Joyful Work
On working, striving, adapting, and a paradigm shift towards greater joy
I Wanna Go On
Time has a way of forming circles. On June 12, my own timeline formed a satisfying loop, as I stood in a dark room filled with beloved souls telling stories about a journey and lessons learned.
This scene unfolded in a bright pink room with projected images of bees, beekeepers, and American landscapes. The first “Bee Show”, was a culmination of two months on the road, and hundreds of hours shaping sounds, photographs, stories, and characters to share.
The basic elements were not dissimilar to a scene that unfolded one year earlier on my final day working at the organization I helped to conceive, form, and build—Impact Hub Baltimore. Both event dates were selected through guidance from the bees. Both gatherings culminated with me reading remarks. Both speeches ended with me imploring people to dream up more beautiful futures, and fight like hell to protect spaces and pathways for joyful work.


These sentiments represent a distillation of what I believe in. The form has shifted. My scope, tools, and muse have changed. My days revolve around my interests, obsessions, and philosophies rooted in honeybee wisdom. I’ve given up the status of a title and stability of a paycheck in exchange for the freedom to explore.
I loved organizing alongside social entrepreneurs and small business owners until it wore me out. The thrill of building up a collective movement of purpose-driven doers and dreamers faded under the demands of keeping an organization alive. It’s a wild thing to take on responsibility for making payroll and rent, while struggling against the calcified and uncaring economic systems we’ve inherited from our industrial forefathers. It might just break your heart to see how many hoops you must jump through to satisfy the demands of people who give money away and on whom you rely to subsidize the good hard work of making social change.
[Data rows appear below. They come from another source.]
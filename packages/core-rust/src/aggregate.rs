//! In-memory evaluation of the dashboard aggregations.
//!
//! These functions define the reference semantics of every query: flatten
//! the brand relation, keep the rows the filter matches, then group or
//! project. The in-memory store evaluates queries with them directly, and
//! the view layer uses the derived computations (correlation matrix,
//! box-plot summaries) on results coming from any store.

use std::collections::{BTreeMap, BTreeSet};

use crate::filter::VehicleFilter;
use crate::stats::{
    BoxSummary, CorrelationMatrix, CorrelationRow, FilterOptions, FuelDistribution, OverviewStats,
    PriceRow, CORRELATION_COLUMNS,
};
use crate::types::{Vehicle, VehicleRow};

/// Running arithmetic mean that skips missing values.
#[derive(Debug, Clone, Copy, Default)]
pub struct Mean {
    sum: f64,
    count: u64,
}

impl Mean {
    pub fn push(&mut self, value: Option<f64>) {
        if let Some(v) = value {
            self.sum += v;
            self.count += 1;
        }
    }

    /// `None` when no value was pushed.
    #[must_use]
    #[allow(clippy::cast_precision_loss)]
    pub fn value(&self) -> Option<f64> {
        (self.count > 0).then(|| self.sum / self.count as f64)
    }
}

/// Flattens every vehicle and keeps the rows matching `filter`.
pub fn matching_rows<'a, I>(vehicles: I, filter: &VehicleFilter) -> Vec<VehicleRow>
where
    I: IntoIterator<Item = &'a Vehicle>,
{
    vehicles
        .into_iter()
        .filter(|v| filter.years.contains(v.year))
        .flat_map(Vehicle::rows)
        .filter(|row| filter.matches(row))
        .collect()
}

#[must_use]
pub fn overview(rows: &[VehicleRow]) -> OverviewStats {
    let mut price = Mean::default();
    let mut horsepower = Mean::default();
    let mut brands = BTreeSet::new();

    for row in rows {
        price.push(Some(row.price));
        horsepower.push(row.horsepower);
        brands.insert(row.brand_name.as_str());
    }

    OverviewStats {
        total_cars: rows.len() as u64,
        avg_price: price.value().unwrap_or(0.0),
        avg_horsepower: horsepower.value().unwrap_or(0.0),
        brand_count: brands.len() as u64,
    }
}

#[must_use]
pub fn price_distribution(rows: &[VehicleRow]) -> Vec<PriceRow> {
    rows.iter()
        .map(|row| PriceRow {
            brand_name: row.brand_name.clone(),
            price: row.price,
        })
        .collect()
}

#[must_use]
pub fn fuel_distribution(rows: &[VehicleRow]) -> FuelDistribution {
    let mut groups: BTreeMap<&str, (u64, Mean)> = BTreeMap::new();
    for row in rows {
        let (count, mean) = groups.entry(row.fuel_type.as_str()).or_default();
        *count += 1;
        mean.push(Some(row.price));
    }

    let mut dist = FuelDistribution::default();
    for (fuel, (count, mean)) in groups {
        dist.fuel_counts.insert(fuel.to_string(), count);
        dist.avg_prices.insert(fuel.to_string(), mean.value().unwrap_or(0.0));
    }
    dist
}

#[must_use]
pub fn correlation_rows(rows: &[VehicleRow]) -> Vec<CorrelationRow> {
    rows.iter()
        .map(|row| CorrelationRow {
            price: row.price,
            horsepower: row.horsepower,
            torque: row.torque,
            engine_displacement: row.engine_displacement,
        })
        .collect()
}

/// Year bounds and sorted brand names over all flattened rows.
///
/// Returns `None` when there is no row at all (empty collection, or no
/// vehicle carries a brand entry).
pub fn filter_options<'a, I>(vehicles: I) -> Option<FilterOptions>
where
    I: IntoIterator<Item = &'a Vehicle>,
{
    let mut years: Option<(i32, i32)> = None;
    let mut brands = BTreeSet::new();

    for vehicle in vehicles {
        if vehicle.brand.is_empty() {
            continue;
        }
        years = Some(match years {
            None => (vehicle.year, vehicle.year),
            Some((lo, hi)) => (lo.min(vehicle.year), hi.max(vehicle.year)),
        });
        brands.extend(vehicle.brand.iter().map(|b| b.name.clone()));
    }

    years.map(|(min_year, max_year)| FilterOptions {
        min_year,
        max_year,
        brands: brands.into_iter().collect(),
    })
}

/// Pearson coefficient over the pairs where both values are present.
///
/// `None` with fewer than two complete pairs or when either side has
/// zero variance.
#[must_use]
#[allow(clippy::cast_precision_loss)]
pub fn pearson(pairs: &[(f64, f64)]) -> Option<f64> {
    if pairs.len() < 2 {
        return None;
    }
    let n = pairs.len() as f64;
    let mean_x = pairs.iter().map(|p| p.0).sum::<f64>() / n;
    let mean_y = pairs.iter().map(|p| p.1).sum::<f64>() / n;

    let (mut cov, mut var_x, mut var_y) = (0.0, 0.0, 0.0);
    for (x, y) in pairs {
        let dx = x - mean_x;
        let dy = y - mean_y;
        cov += dx * dy;
        var_x += dx * dx;
        var_y += dy * dy;
    }

    if var_x <= f64::EPSILON || var_y <= f64::EPSILON {
        return None;
    }
    Some((cov / (var_x * var_y).sqrt()).clamp(-1.0, 1.0))
}

/// Pairwise-complete Pearson matrix over [`CORRELATION_COLUMNS`].
#[must_use]
pub fn correlation_matrix(rows: &[CorrelationRow]) -> CorrelationMatrix {
    let table: Vec<[Option<f64>; 4]> = rows.iter().map(CorrelationRow::values).collect();
    let width = CORRELATION_COLUMNS.len();

    let mut values = vec![vec![None; width]; width];
    for i in 0..width {
        for j in i..width {
            let pairs: Vec<(f64, f64)> = table
                .iter()
                .filter_map(|r| Some((r[i]?, r[j]?)))
                .collect();
            let r = pearson(&pairs);
            values[i][j] = r;
            values[j][i] = r;
        }
    }

    CorrelationMatrix {
        columns: CORRELATION_COLUMNS.iter().map(ToString::to_string).collect(),
        values,
    }
}

/// Linear-interpolated quantile of an ascending slice. `q` is in `[0, 1]`.
///
/// # Panics
///
/// Panics if `sorted` is empty.
#[must_use]
#[allow(
    clippy::cast_precision_loss,
    clippy::cast_possible_truncation,
    clippy::cast_sign_loss
)]
pub fn quantile(sorted: &[f64], q: f64) -> f64 {
    assert!(!sorted.is_empty(), "quantile of an empty slice");
    let pos = q.clamp(0.0, 1.0) * (sorted.len() - 1) as f64;
    let lo = pos.floor() as usize;
    let hi = pos.ceil() as usize;
    sorted[lo] + (sorted[hi] - sorted[lo]) * (pos - lo as f64)
}

/// Per-brand five-number summaries, ordered by brand name.
#[must_use]
pub fn box_summaries(rows: &[PriceRow]) -> Vec<BoxSummary> {
    let mut by_brand: BTreeMap<&str, Vec<f64>> = BTreeMap::new();
    for row in rows {
        by_brand
            .entry(row.brand_name.as_str())
            .or_default()
            .push(row.price);
    }

    by_brand
        .into_iter()
        .map(|(brand, mut prices)| {
            prices.sort_by(f64::total_cmp);
            BoxSummary {
                brand_name: brand.to_string(),
                count: prices.len() as u64,
                min: prices[0],
                q1: quantile(&prices, 0.25),
                median: quantile(&prices, 0.5),
                q3: quantile(&prices, 0.75),
                max: prices[prices.len() - 1],
            }
        })
        .collect()
}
I learned in public health school that a system is perfectly designed to produce the results it achieves. I learned in community organizing that systems fight back to protect themselves. I learned in beekeeping that our systems have fallen out of balance, and we must adapt to survive.
After spending a couple decades dedicating long days and sleepless nights to toiling away in massive systems to entice them to shift, I opted out. I pulled my training and tools, frameworks, networks, and motivations away from the beasts who kept growling at me from their protective caves, and loosened up my struggling grip. I wrestled my ego away from its daily diet of attention and influence, and admitted that I needed space to breathe and learn and try on new modalities and muses. The honeybees became my newly appointed guides and agreed to help me navigate this space.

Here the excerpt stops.